WORK REQUIRED ▸ In the data that follows, find each line containing "struct" and copy it.

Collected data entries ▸
######

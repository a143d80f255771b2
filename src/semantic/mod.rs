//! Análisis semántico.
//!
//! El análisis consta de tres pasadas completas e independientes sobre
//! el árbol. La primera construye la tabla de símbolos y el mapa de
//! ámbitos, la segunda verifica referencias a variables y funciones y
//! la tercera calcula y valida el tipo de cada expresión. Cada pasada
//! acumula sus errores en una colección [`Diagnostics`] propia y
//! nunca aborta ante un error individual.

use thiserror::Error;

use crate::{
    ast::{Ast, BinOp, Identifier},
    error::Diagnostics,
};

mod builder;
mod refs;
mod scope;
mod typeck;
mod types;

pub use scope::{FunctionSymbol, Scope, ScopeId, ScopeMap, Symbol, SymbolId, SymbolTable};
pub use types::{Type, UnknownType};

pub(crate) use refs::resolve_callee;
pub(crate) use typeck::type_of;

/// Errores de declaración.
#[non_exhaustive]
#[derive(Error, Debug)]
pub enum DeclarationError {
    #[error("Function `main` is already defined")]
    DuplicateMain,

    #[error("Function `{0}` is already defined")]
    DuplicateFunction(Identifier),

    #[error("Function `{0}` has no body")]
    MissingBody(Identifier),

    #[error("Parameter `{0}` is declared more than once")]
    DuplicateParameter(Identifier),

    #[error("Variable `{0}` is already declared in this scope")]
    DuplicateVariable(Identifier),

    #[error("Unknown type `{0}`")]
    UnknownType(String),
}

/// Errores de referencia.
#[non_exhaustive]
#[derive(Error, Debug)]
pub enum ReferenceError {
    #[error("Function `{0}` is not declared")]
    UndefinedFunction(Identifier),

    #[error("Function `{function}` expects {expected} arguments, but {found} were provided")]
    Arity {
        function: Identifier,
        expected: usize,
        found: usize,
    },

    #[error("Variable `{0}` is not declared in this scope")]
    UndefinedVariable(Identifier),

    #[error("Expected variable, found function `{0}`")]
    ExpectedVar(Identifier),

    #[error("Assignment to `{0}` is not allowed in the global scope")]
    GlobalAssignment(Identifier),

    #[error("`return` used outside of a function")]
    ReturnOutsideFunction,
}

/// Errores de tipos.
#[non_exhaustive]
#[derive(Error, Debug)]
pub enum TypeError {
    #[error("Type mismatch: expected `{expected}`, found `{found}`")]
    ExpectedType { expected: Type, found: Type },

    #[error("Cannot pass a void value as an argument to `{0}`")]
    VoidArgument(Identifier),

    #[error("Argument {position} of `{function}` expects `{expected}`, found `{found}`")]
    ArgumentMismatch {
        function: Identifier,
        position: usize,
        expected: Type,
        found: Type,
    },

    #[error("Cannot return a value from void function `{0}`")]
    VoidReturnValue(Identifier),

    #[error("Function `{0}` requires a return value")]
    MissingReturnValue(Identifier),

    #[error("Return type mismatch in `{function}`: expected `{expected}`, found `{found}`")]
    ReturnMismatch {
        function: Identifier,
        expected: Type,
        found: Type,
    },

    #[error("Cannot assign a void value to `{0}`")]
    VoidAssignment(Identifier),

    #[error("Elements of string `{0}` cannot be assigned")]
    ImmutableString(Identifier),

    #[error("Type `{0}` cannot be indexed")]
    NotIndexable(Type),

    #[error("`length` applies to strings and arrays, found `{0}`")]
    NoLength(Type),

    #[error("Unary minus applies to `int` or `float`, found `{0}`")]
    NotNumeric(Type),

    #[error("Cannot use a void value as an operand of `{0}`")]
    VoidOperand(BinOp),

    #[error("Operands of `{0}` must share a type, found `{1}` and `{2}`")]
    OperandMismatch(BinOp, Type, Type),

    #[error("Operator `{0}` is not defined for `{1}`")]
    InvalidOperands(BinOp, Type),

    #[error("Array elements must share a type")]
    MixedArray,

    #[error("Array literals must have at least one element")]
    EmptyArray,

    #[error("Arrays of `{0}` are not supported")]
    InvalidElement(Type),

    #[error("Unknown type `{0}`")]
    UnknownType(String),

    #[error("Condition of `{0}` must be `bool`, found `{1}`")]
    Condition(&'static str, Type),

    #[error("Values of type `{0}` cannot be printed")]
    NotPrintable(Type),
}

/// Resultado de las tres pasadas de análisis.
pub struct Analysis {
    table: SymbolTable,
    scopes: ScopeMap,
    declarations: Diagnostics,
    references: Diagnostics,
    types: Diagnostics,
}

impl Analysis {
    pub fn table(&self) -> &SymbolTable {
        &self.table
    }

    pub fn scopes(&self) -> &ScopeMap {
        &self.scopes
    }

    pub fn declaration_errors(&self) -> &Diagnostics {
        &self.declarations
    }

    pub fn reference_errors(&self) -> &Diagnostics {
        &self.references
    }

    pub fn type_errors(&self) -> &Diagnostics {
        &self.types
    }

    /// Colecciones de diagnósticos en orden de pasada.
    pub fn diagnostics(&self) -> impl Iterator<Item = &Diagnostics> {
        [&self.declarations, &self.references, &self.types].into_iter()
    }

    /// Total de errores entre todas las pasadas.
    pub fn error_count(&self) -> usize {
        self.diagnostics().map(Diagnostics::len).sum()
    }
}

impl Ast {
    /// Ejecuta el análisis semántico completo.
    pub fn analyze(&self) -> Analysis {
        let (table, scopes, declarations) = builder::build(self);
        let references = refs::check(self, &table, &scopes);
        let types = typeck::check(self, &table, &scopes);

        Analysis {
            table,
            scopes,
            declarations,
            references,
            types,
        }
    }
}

######

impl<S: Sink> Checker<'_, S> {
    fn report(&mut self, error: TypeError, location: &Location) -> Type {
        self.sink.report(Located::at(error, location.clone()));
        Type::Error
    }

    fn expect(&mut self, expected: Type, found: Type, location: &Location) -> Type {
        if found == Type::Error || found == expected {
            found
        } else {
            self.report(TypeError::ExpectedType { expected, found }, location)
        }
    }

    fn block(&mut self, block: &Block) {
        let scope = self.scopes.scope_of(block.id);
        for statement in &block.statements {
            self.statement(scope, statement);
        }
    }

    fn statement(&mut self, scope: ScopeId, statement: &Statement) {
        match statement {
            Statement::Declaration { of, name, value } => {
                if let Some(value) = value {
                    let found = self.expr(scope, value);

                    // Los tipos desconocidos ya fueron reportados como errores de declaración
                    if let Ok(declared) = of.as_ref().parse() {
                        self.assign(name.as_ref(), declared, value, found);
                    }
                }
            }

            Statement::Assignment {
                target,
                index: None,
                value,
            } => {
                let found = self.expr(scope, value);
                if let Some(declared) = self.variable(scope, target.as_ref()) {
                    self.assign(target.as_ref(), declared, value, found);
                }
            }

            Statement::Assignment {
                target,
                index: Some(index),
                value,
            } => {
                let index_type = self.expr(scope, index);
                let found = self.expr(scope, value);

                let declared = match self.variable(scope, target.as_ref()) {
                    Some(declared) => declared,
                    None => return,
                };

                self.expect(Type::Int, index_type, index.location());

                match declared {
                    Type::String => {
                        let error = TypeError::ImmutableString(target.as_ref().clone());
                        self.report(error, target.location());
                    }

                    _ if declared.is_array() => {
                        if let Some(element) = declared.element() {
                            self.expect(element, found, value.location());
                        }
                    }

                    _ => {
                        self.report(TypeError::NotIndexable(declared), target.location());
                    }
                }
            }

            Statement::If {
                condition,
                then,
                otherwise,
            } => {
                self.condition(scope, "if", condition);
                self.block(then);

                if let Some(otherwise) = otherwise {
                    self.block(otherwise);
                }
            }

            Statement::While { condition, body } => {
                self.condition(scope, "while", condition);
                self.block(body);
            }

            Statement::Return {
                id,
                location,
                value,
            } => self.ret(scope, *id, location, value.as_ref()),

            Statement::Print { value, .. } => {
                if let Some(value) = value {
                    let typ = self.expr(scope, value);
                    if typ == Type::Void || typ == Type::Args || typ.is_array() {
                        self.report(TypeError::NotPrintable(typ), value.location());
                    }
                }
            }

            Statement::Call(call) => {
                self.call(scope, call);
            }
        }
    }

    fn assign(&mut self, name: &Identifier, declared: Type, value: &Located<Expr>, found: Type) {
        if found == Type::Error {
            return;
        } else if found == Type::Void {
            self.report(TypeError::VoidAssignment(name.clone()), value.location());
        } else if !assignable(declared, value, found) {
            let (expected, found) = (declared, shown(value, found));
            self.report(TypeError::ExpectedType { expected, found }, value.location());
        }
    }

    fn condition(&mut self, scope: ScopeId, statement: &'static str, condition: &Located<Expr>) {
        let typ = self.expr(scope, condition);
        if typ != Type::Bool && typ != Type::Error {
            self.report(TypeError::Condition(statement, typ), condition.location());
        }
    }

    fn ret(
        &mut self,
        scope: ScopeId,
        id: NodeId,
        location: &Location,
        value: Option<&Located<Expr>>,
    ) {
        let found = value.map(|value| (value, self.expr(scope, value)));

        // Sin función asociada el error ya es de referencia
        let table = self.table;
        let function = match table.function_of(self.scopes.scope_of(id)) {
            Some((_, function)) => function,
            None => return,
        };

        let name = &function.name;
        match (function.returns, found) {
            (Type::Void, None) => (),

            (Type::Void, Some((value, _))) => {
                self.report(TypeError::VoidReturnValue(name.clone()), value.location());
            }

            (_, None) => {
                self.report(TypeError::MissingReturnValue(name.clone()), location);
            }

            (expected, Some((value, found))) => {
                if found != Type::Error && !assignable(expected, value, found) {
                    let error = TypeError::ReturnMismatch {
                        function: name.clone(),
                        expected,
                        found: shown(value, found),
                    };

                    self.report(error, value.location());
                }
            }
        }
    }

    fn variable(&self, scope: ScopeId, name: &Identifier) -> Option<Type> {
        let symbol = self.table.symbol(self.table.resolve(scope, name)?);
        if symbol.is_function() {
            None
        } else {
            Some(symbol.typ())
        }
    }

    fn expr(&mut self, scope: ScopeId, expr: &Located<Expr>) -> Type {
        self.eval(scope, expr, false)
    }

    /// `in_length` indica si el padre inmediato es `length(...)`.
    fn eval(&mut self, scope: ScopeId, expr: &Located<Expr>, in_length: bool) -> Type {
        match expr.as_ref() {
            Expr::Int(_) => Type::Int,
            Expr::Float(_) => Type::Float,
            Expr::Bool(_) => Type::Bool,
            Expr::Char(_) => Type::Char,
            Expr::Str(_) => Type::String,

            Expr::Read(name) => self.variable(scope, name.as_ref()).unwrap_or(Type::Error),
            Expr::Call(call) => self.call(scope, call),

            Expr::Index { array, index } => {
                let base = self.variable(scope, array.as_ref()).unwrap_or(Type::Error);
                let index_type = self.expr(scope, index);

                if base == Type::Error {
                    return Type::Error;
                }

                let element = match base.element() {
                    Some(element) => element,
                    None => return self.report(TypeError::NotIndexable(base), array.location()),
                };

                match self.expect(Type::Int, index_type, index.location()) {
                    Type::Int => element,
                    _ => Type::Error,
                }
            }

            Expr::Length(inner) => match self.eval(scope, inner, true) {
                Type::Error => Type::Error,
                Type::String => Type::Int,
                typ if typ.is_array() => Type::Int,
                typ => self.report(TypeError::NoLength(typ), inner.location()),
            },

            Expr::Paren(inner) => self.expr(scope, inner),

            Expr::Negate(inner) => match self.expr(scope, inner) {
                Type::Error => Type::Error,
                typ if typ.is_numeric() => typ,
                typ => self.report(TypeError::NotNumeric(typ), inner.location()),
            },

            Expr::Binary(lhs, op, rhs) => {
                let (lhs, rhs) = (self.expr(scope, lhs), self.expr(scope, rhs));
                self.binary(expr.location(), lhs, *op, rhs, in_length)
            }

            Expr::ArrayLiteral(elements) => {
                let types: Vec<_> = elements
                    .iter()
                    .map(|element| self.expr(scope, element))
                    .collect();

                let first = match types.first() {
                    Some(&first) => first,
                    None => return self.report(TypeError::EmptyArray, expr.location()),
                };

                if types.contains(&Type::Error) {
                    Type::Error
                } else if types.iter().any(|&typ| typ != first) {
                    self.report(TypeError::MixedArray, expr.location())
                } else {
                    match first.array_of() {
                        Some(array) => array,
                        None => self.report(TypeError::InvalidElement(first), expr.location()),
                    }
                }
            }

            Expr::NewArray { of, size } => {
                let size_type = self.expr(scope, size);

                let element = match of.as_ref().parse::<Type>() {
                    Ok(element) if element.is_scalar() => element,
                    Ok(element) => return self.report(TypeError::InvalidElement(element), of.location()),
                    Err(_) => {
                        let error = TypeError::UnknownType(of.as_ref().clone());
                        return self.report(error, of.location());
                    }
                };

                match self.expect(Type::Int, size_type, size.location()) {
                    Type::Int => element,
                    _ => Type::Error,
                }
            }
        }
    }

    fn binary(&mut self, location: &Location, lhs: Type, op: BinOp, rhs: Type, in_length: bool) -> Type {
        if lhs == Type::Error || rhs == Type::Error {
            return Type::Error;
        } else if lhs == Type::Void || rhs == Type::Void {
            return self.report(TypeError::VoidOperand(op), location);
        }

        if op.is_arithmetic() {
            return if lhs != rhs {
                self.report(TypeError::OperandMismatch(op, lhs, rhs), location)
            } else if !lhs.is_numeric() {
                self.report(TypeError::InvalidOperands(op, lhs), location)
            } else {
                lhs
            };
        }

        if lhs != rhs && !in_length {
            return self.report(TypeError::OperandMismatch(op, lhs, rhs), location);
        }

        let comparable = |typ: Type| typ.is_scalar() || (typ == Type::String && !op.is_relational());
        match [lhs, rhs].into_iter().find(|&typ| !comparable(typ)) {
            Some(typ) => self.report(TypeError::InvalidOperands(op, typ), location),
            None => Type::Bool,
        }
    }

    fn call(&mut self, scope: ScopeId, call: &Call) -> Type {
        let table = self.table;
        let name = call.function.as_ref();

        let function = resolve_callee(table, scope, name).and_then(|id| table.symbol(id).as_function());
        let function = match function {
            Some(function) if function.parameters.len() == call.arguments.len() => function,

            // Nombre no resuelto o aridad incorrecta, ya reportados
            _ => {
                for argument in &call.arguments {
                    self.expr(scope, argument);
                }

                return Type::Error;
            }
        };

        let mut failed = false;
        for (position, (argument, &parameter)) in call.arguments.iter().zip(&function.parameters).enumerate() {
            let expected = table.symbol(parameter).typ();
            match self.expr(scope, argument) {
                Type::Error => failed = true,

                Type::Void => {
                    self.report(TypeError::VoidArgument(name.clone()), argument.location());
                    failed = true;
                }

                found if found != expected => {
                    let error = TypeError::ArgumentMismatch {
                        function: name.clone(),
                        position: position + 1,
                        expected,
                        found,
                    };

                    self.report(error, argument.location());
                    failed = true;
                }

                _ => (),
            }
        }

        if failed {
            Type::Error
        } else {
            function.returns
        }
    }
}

######

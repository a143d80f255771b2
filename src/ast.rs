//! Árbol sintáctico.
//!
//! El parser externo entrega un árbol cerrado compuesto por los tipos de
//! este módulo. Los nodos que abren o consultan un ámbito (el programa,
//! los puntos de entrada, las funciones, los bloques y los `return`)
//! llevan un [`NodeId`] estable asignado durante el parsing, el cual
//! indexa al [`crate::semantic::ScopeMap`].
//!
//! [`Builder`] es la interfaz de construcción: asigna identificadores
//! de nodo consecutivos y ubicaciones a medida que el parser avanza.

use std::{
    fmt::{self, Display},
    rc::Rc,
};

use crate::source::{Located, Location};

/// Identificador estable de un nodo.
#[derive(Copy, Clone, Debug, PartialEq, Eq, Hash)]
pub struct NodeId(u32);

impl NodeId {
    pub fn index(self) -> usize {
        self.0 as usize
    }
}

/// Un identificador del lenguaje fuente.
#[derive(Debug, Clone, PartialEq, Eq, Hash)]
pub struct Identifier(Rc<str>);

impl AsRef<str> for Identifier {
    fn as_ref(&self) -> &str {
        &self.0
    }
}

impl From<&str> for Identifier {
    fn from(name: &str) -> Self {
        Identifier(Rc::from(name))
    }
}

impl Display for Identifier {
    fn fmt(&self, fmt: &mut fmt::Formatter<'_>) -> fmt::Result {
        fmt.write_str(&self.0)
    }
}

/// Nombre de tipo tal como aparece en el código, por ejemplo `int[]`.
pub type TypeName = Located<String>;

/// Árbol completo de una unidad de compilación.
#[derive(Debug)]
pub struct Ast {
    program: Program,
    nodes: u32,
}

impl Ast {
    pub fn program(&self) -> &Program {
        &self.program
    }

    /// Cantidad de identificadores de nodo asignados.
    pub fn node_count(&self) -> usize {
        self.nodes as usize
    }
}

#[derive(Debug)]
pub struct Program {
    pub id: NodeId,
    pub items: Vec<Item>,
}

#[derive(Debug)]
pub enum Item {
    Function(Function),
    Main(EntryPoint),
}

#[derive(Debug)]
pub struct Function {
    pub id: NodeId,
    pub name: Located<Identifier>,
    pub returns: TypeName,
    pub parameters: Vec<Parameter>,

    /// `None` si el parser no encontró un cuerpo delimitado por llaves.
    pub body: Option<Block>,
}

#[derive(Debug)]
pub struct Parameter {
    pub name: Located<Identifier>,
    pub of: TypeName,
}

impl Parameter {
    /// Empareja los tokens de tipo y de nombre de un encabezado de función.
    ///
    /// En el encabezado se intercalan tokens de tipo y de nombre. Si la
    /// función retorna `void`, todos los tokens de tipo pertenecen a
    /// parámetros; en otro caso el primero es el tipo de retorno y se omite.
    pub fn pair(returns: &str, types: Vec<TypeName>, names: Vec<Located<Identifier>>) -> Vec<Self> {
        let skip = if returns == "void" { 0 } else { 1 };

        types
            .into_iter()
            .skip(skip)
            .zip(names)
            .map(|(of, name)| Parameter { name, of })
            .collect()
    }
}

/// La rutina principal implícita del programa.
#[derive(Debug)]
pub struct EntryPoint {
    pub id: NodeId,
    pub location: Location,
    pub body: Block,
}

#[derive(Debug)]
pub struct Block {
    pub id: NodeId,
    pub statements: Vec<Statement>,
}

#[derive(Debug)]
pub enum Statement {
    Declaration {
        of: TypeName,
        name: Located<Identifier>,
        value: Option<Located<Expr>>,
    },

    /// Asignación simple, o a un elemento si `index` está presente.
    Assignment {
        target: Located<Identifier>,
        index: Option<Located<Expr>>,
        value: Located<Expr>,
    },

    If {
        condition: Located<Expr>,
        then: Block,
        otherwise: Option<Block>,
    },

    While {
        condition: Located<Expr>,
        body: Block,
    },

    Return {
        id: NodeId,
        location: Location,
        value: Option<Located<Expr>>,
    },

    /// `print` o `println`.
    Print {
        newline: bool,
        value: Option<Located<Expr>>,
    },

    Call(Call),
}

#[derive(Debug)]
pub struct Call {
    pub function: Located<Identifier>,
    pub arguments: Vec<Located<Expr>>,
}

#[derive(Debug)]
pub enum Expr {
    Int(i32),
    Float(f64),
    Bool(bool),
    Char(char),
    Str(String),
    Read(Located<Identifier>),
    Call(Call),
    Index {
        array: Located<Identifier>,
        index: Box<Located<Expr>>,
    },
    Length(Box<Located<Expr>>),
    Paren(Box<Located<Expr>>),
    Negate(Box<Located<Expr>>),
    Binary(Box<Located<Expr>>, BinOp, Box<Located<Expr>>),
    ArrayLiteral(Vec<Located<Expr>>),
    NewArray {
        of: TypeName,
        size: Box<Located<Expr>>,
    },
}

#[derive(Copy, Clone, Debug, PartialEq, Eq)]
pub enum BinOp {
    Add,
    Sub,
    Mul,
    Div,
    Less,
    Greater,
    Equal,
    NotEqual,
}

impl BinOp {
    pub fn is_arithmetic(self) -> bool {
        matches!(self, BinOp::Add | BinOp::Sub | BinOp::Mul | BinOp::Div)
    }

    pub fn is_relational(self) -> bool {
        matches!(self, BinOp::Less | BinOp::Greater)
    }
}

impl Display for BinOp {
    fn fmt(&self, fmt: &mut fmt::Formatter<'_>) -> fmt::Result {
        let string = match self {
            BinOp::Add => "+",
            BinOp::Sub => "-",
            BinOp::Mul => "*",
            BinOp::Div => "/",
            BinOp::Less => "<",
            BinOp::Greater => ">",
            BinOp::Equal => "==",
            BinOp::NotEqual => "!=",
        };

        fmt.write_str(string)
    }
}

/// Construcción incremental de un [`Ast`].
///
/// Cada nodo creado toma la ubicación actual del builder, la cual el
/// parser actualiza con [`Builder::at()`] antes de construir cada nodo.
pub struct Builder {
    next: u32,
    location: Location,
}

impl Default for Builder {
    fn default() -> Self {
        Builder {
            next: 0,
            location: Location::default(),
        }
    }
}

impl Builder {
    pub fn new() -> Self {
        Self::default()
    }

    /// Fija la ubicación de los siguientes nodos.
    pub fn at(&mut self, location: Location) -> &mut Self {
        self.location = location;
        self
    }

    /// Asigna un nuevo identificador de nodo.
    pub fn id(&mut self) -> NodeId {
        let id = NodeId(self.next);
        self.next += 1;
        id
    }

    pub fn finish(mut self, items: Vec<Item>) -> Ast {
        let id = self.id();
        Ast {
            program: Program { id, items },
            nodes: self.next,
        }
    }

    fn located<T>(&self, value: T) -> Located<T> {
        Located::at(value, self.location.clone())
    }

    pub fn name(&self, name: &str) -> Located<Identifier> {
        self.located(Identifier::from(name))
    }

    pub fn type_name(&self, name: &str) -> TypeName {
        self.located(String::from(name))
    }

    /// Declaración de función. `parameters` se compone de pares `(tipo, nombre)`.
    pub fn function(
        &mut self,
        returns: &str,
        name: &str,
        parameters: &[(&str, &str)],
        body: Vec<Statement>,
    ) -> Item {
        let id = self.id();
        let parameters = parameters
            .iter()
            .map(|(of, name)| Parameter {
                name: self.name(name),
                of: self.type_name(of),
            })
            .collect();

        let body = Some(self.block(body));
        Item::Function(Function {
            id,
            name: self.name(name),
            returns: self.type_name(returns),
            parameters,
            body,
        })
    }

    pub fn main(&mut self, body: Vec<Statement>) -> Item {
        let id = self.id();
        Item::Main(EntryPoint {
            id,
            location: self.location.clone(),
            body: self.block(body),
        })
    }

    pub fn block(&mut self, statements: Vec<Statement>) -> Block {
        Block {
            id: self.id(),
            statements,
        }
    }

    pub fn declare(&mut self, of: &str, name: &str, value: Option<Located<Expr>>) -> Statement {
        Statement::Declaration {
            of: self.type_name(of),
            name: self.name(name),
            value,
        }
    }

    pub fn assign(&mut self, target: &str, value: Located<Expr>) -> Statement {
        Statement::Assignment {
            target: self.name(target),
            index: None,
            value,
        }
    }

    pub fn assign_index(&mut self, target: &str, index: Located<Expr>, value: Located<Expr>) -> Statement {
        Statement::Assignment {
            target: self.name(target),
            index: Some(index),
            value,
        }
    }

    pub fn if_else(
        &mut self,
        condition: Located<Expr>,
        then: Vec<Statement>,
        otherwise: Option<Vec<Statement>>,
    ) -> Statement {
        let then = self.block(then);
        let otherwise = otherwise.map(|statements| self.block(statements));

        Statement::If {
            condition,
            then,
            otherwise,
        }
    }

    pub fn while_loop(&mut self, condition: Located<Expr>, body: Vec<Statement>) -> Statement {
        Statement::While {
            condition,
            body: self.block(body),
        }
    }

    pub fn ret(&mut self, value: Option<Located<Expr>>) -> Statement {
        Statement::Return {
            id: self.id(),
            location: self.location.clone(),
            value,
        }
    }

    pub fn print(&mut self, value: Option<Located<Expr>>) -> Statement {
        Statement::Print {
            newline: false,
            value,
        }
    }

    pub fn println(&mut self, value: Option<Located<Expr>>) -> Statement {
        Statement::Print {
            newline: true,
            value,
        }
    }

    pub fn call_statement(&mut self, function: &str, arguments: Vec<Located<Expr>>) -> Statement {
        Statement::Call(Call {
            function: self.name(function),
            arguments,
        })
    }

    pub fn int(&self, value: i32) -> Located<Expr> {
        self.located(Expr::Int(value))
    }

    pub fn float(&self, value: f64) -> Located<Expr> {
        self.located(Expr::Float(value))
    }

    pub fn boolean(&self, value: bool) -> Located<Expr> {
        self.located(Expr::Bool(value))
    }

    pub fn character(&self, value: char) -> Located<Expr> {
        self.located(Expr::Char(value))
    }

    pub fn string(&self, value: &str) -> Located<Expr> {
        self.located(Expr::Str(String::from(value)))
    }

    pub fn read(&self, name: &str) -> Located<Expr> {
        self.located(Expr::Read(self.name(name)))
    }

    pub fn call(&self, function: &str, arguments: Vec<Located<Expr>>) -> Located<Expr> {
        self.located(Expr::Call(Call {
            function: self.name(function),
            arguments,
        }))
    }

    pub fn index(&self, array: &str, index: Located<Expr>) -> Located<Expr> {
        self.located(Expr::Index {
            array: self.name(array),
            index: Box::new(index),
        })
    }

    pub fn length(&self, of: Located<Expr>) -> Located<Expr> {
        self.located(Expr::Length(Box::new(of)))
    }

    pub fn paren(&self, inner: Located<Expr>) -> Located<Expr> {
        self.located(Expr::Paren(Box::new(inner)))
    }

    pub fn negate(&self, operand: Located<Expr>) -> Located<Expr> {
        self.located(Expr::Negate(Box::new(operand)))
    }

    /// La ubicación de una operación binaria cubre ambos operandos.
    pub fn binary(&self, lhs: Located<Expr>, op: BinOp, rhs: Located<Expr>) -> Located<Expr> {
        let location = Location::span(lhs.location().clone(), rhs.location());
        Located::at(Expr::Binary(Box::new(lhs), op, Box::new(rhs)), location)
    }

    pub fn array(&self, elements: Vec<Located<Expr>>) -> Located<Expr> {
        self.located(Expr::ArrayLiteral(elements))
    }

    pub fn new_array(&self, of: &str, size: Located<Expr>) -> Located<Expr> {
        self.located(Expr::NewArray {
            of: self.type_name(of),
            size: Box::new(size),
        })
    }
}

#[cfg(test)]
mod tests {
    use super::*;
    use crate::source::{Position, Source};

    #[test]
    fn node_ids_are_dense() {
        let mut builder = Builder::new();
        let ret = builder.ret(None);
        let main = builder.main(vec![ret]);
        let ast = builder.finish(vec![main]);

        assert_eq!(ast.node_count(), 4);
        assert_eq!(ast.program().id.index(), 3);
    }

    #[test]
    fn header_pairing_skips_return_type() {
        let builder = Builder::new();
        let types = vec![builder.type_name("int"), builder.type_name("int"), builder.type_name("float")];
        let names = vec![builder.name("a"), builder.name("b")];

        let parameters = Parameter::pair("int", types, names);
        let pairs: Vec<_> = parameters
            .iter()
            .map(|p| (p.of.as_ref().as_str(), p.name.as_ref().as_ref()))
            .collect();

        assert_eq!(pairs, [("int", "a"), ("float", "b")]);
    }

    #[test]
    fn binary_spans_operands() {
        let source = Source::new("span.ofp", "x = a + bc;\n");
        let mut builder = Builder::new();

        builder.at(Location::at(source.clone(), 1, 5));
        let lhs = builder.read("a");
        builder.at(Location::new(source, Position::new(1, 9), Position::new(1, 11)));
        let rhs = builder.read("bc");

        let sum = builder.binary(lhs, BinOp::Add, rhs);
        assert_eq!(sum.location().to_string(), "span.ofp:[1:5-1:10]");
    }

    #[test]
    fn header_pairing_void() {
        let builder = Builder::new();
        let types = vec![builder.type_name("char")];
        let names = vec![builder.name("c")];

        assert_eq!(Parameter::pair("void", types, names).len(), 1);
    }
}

######

PROBLEM SOLUTION ▸
pub struct Analysis {
pub struct NodeId(u32);
pub struct Identifier(Rc<str>);
pub struct Ast {
pub struct Program {
pub struct Function {
pub struct Parameter {
pub struct EntryPoint {
pub struct Block {
pub struct Call {
pub struct Builder {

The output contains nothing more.